It’s no surprise that as soon as Veeam released their support for protecting Windows and Linux physical workloads that customers and partners all begged for integration into VBR.  Today, we are seeing just that as Veeam has wrapped a very a nice management interface around managing backups for both our virtual machines, along with our physical Windows and Linux workloads.  This not only gives us the ability to manage those physical backups within VBR, but also gives us the ability to remotely discover, deploy, and configure the agents for the physical endpoints as well!

Backup and restore for file shares.

Veeam Availability Suite v10 brings with it the ability to backup and restore directly from our file shares.  Basically those SMB shares can be accessed via a UNC share and files backed up and protected by Veeam.  Different from Veeams traditional restore point though, Veeam Backup and Restore for file shares doesn’t necessarily store restore points, but acts almost like a versioning system instead – allowing administrators to state how many days they would like to version the files, whether or not to keep deleted files, and also specify some long term retention around the file.  This is some pretty cool feature set to be added to v10 and I can’t wait to see where this goes – whether the file share functionality can somehow be mapped to the image level backup and work together to restore complete restore points as well as apply any newer file versions that may exist.

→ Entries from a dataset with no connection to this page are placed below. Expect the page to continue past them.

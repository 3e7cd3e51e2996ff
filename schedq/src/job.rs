//! 任务模块
//! Job module
//!
//! 定义了任务相关的数据结构和状态编解码
//! Defines job data structures and the state codec

use crate::calc::calc_next_run_time;
use crate::error::{Error, Result};
use crate::registry;
use chrono::{DateTime, Utc};
use serde::{Deserialize, Serialize};
use std::collections::HashMap;
use std::fmt;
use std::str::FromStr;
use uuid::Uuid;

/// 默认的单次运行超时时间
/// Default per-run timeout
pub const DEFAULT_TIMEOUT: &str = "1h";

/// 默认时区
/// Default timezone
pub const DEFAULT_TIMEZONE: &str = "UTC";

/// 任务类型
/// Job type
#[derive(Debug, Clone, Copy, PartialEq, Eq, Serialize, Deserialize, Default)]
#[serde(rename_all = "lowercase")]
pub enum JobType {
  /// 在指定时刻运行一次
  /// Runs once at a given instant
  Datetime,
  /// 按固定间隔重复运行
  /// Repeats on a fixed interval
  #[default]
  Interval,
  /// 按 cron 表达式运行
  /// Runs on a cron expression
  Cron,
}

impl JobType {
  /// 转换为字符串
  /// Convert to string
  pub fn as_str(&self) -> &'static str {
    match self {
      Self::Datetime => "datetime",
      Self::Interval => "interval",
      Self::Cron => "cron",
    }
  }
}

impl fmt::Display for JobType {
  fn fmt(&self, f: &mut fmt::Formatter<'_>) -> fmt::Result {
    f.write_str(self.as_str())
  }
}

impl FromStr for JobType {
  type Err = Error;

  fn from_str(s: &str) -> Result<Self> {
    match s.to_lowercase().as_str() {
      "datetime" => Ok(Self::Datetime),
      "interval" => Ok(Self::Interval),
      "cron" => Ok(Self::Cron),
      _ => Err(Error::invalid_job("", "Type", s, "unknown")),
    }
  }
}

/// 任务状态
/// Job status
#[derive(Debug, Clone, Copy, PartialEq, Eq, Serialize, Deserialize, Default)]
#[serde(rename_all = "lowercase")]
pub enum JobStatus {
  /// 正常调度
  /// Scheduled normally
  #[default]
  Running,
  /// 暂停，下次运行时间为哨兵值
  /// Paused; next run time is the sentinel
  Paused,
}

impl JobStatus {
  /// 转换为字符串
  /// Convert to string
  pub fn as_str(&self) -> &'static str {
    match self {
      Self::Running => "running",
      Self::Paused => "paused",
    }
  }
}

impl fmt::Display for JobStatus {
  fn fmt(&self, f: &mut fmt::Formatter<'_>) -> fmt::Result {
    f.write_str(self.as_str())
  }
}

impl FromStr for JobStatus {
  type Err = Error;

  fn from_str(s: &str) -> Result<Self> {
    match s.to_lowercase().as_str() {
      // 空字符串表示尚未初始化的任务，默认为 running
      // An empty string means an uninitialized job; defaults to running
      "" | "running" => Ok(Self::Running),
      "paused" => Ok(Self::Paused),
      _ => Err(Error::invalid_job("", "Status", s, "unknown")),
    }
  }
}

/// 任务，调度器管理的核心实体
/// Job, the central entity managed by the scheduler
///
/// 任务通过进程级函数注册表按 `func_name` 解析到用户函数，
/// 因此任务本身可以被序列化、持久化并在进程间传递。
/// A job resolves its user function through the process-wide registry by
/// `func_name`, so the job itself can be serialized, persisted and handed
/// between processes.
#[derive(Debug, Clone, PartialEq, Serialize, Deserialize)]
#[serde(default)]
pub struct Job {
  /// 16 位十六进制 id，首次持久化时生成，之后不可变
  /// 16-char hex id, generated on first persist, immutable afterwards
  pub id: String,
  /// 人类可读名称，不要求唯一
  /// Human-readable label, not required to be unique
  pub name: String,
  /// 任务类型
  /// Job type
  #[serde(rename = "type")]
  pub job_type: JobType,
  /// `YYYY-MM-DD HH:MM:SS`，type 为 datetime 时必填
  /// `YYYY-MM-DD HH:MM:SS`, required when type is datetime
  pub start_at: String,
  /// 时长字符串（例如 `2s`、`500ms`），type 为 interval 时必填
  /// Duration string (e.g. `2s`, `500ms`), required when type is interval
  pub interval: String,
  /// 5 字段 cron 表达式，type 为 cron 时必填
  /// 5-field cron expression, required when type is cron
  pub cron_expr: String,
  /// IANA 时区名称，决定 start_at 和 cron_expr 的解释
  /// IANA timezone name; governs how start_at and cron_expr are interpreted
  pub timezone: String,
  /// 任务状态
  /// Job status
  pub status: JobStatus,
  /// 单次运行的超时时间
  /// Per-run wall-clock timeout
  pub timeout: String,
  /// 注册表中的函数名
  /// Function name in the registry
  pub func_name: String,
  /// 传递给用户函数的参数，值类型任意
  /// Arguments handed to the user function, heterogeneous values
  pub args: HashMap<String, serde_json::Value>,
  /// 分发亲和的队列列表，空表示任意队列
  /// Dispatch-affinity queues; empty means any queue
  pub queues: Vec<String>,
  /// 下次运行时间，UTC 秒级精度
  /// Next run time, UTC at second precision
  pub next_run_time: DateTime<Utc>,
  /// 最近一次分发时间，首次运行前为空
  /// Most recent dispatch time; None until the first run
  pub last_run_time: Option<DateTime<Utc>>,
}

impl Default for Job {
  fn default() -> Self {
    Self {
      id: String::new(),
      name: String::new(),
      job_type: JobType::default(),
      start_at: String::new(),
      interval: String::new(),
      cron_expr: String::new(),
      timezone: String::new(),
      status: JobStatus::default(),
      timeout: String::new(),
      func_name: String::new(),
      args: HashMap::new(),
      queues: Vec::new(),
      next_run_time: DateTime::UNIX_EPOCH,
      last_run_time: None,
    }
  }
}

impl Job {
  /// 任务全名，用于日志和通知
  /// Full name of the job, used by logs and notifications
  pub fn full_name(&self) -> String {
    format!("{}:{}", self.name, self.id)
  }

  /// 生成 16 位十六进制 id
  /// Generate a 16-char hex id
  pub(crate) fn set_id(&mut self) {
    self.id = Uuid::new_v4().simple().to_string()[..16].to_string();
  }

  /// 初始化任务：分配 id、应用默认值、解析注册表、计算首次运行时间
  /// Initialize the job: assign id, apply defaults, resolve the registry,
  /// compute the first run time
  pub fn init(&mut self) -> Result<()> {
    if self.id.is_empty() {
      self.set_id();
    }
    if self.timezone.is_empty() {
      self.timezone = DEFAULT_TIMEZONE.to_string();
    }
    if self.timeout.is_empty() {
      self.timeout = DEFAULT_TIMEOUT.to_string();
    }
    if self.func_name.is_empty() || !registry::contains(&self.func_name) {
      return Err(Error::func_unregistered(self.func_name.as_str()));
    }
    self.check()?;
    self.next_run_time = calc_next_run_time(self, Utc::now())?;
    Ok(())
  }

  /// 校验任务字段，不做任何修改
  /// Validate the job's fields without mutating it
  pub fn check(&self) -> Result<()> {
    match self.job_type {
      JobType::Datetime if self.start_at.is_empty() => {
        return Err(Error::invalid_job(
          self.full_name(),
          "StartAt",
          self.start_at.as_str(),
          "required for datetime job",
        ));
      }
      JobType::Interval if self.interval.is_empty() => {
        return Err(Error::invalid_job(
          self.full_name(),
          "Interval",
          self.interval.as_str(),
          "required for interval job",
        ));
      }
      JobType::Cron if self.cron_expr.is_empty() => {
        return Err(Error::invalid_job(
          self.full_name(),
          "CronExpr",
          self.cron_expr.as_str(),
          "required for cron job",
        ));
      }
      _ => {}
    }

    crate::calc::load_timezone(self)?;

    if !self.timeout.is_empty() {
      humantime::parse_duration(&self.timeout).map_err(|e| {
        Error::invalid_job(
          self.full_name(),
          "Timeout".to_string(),
          self.timeout.clone(),
          e.to_string(),
        )
      })?;
    }

    Ok(())
  }
}

impl fmt::Display for Job {
  fn fmt(&self, f: &mut fmt::Formatter<'_>) -> fmt::Result {
    let args = serde_json::to_string(&self.args).unwrap_or_else(|_| "{}".to_string());
    write!(
      f,
      "Job{{'Id': '{}', 'Name': '{}', 'Type': '{}', 'StartAt': '{}', 'Interval': '{}', \
       'CronExpr': '{}', 'Timezone': '{}', 'Status': '{}', 'Timeout': '{}', 'FuncName': '{}', \
       'Args': '{}', 'Queues': '{:?}', 'NextRunTime': '{}', 'LastRunTime': '{}'}}",
      self.id,
      self.name,
      self.job_type,
      self.start_at,
      self.interval,
      self.cron_expr,
      self.timezone,
      self.status,
      self.timeout,
      self.func_name,
      args,
      self.queues,
      self.next_run_time,
      self
        .last_run_time
        .map(|t| t.to_string())
        .unwrap_or_default(),
    )
  }
}

/// 将任务序列化为字节，用于持久化
/// Serialize a job to bytes for persistence
pub fn state_dump(j: &Job) -> Result<Vec<u8>> {
  Ok(serde_json::to_vec(j)?)
}

/// 从字节反序列化任务，输入不合法时返回类型化错误
/// Deserialize a job from bytes; malformed input yields a typed error
pub fn state_load(state: &[u8]) -> Result<Job> {
  Ok(serde_json::from_slice(state)?)
}

#[cfg(test)]
mod tests {
  use super::*;
  use serde_json::json;

  fn get_job() -> Job {
    Job {
      name: "Job".to_string(),
      job_type: JobType::Interval,
      interval: "1s".to_string(),
      args: HashMap::from([
        ("arg1".to_string(), json!("1")),
        ("arg2".to_string(), json!(2)),
        ("arg3".to_string(), json!([3, "three"])),
      ]),
      ..Default::default()
    }
  }

  #[test]
  fn test_job_set_id() {
    let mut j = get_job();
    j.set_id();

    assert_eq!(j.id.len(), 16);
    assert!(j.id.chars().all(|c| c.is_ascii_hexdigit()));
  }

  #[test]
  fn test_job_string() {
    let j = get_job();
    let s = j.to_string();
    for field in [
      "Id",
      "Name",
      "Type",
      "StartAt",
      "Interval",
      "CronExpr",
      "Timezone",
      "Status",
      "Timeout",
      "FuncName",
      "Args",
      "Queues",
      "NextRunTime",
      "LastRunTime",
    ] {
      assert!(s.contains(&format!("'{}'", field)), "missing field {field}");
    }
  }

  #[test]
  fn test_job_state_dump() {
    let j = get_job();
    let state = state_dump(&j).unwrap();

    assert!(!state.is_empty());
  }

  #[test]
  fn test_job_state_load() {
    let j = get_job();
    let state = state_dump(&j).unwrap();
    let loaded = state_load(&state).unwrap();

    // 往返必须在每个字段上相等，包括异构的 args 值
    // The round trip must be equal on every field, heterogeneous args included
    assert_eq!(j, loaded);
  }

  #[test]
  fn test_job_state_load_error() {
    let result = state_load(b"job");
    assert!(matches!(result, Err(Error::Serialization(_))));
  }

  #[test]
  fn test_job_check_missing_field() {
    let mut j = get_job();
    j.interval = String::new();

    assert!(j.check().is_err());

    let mut j = get_job();
    j.job_type = JobType::Cron;
    assert!(j.check().is_err());
  }

  #[test]
  fn test_job_check_bad_timeout() {
    let mut j = get_job();
    j.timeout = "errorTimeout".to_string();

    let err = j.check().unwrap_err();
    assert!(err.to_string().contains("Timeout `errorTimeout` error"));
  }

  #[test]
  fn test_job_type_round_trip() {
    for t in [JobType::Datetime, JobType::Interval, JobType::Cron] {
      assert_eq!(t.as_str().parse::<JobType>().unwrap(), t);
    }
    assert!("unknown".parse::<JobType>().is_err());
  }

  #[test]
  fn test_job_status_round_trip() {
    assert_eq!("running".parse::<JobStatus>().unwrap(), JobStatus::Running);
    assert_eq!("paused".parse::<JobStatus>().unwrap(), JobStatus::Paused);
    assert_eq!("".parse::<JobStatus>().unwrap(), JobStatus::Running);
  }
}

Continuous Data Protection for all

Perhaps some of the most exciting news of all is Veeams announcement to support Continuous Data Protection, allowing enterprise and organizations to drastically lower the RPO by default to a whopping 15 second restore point.  Ever since Veeam hit the market their replication strategy has been to snapshot VMs in order to gain access to CBT data and replicate that across.   That said we all recognize the pain points of running our infrastructure with the impact of snapshots.  That’s why, with the new CDP strategy set forth by Veeam today they will utilize VMware vSphere’s Storage APIs for I/O filtering in order to intercept and capture those IO streams to our VMs and immediately replicating the data to another location.  This to me is a huge improvement for an already outstanding RTPO that organizations can leverage Veeam to achieve.  This is truly groundbreaking for Veeam as we can now say have 4 hours of 15 second restore points to chose from.  It’s nice to see a vendor finally take advantage of the APIs set forth by VMware.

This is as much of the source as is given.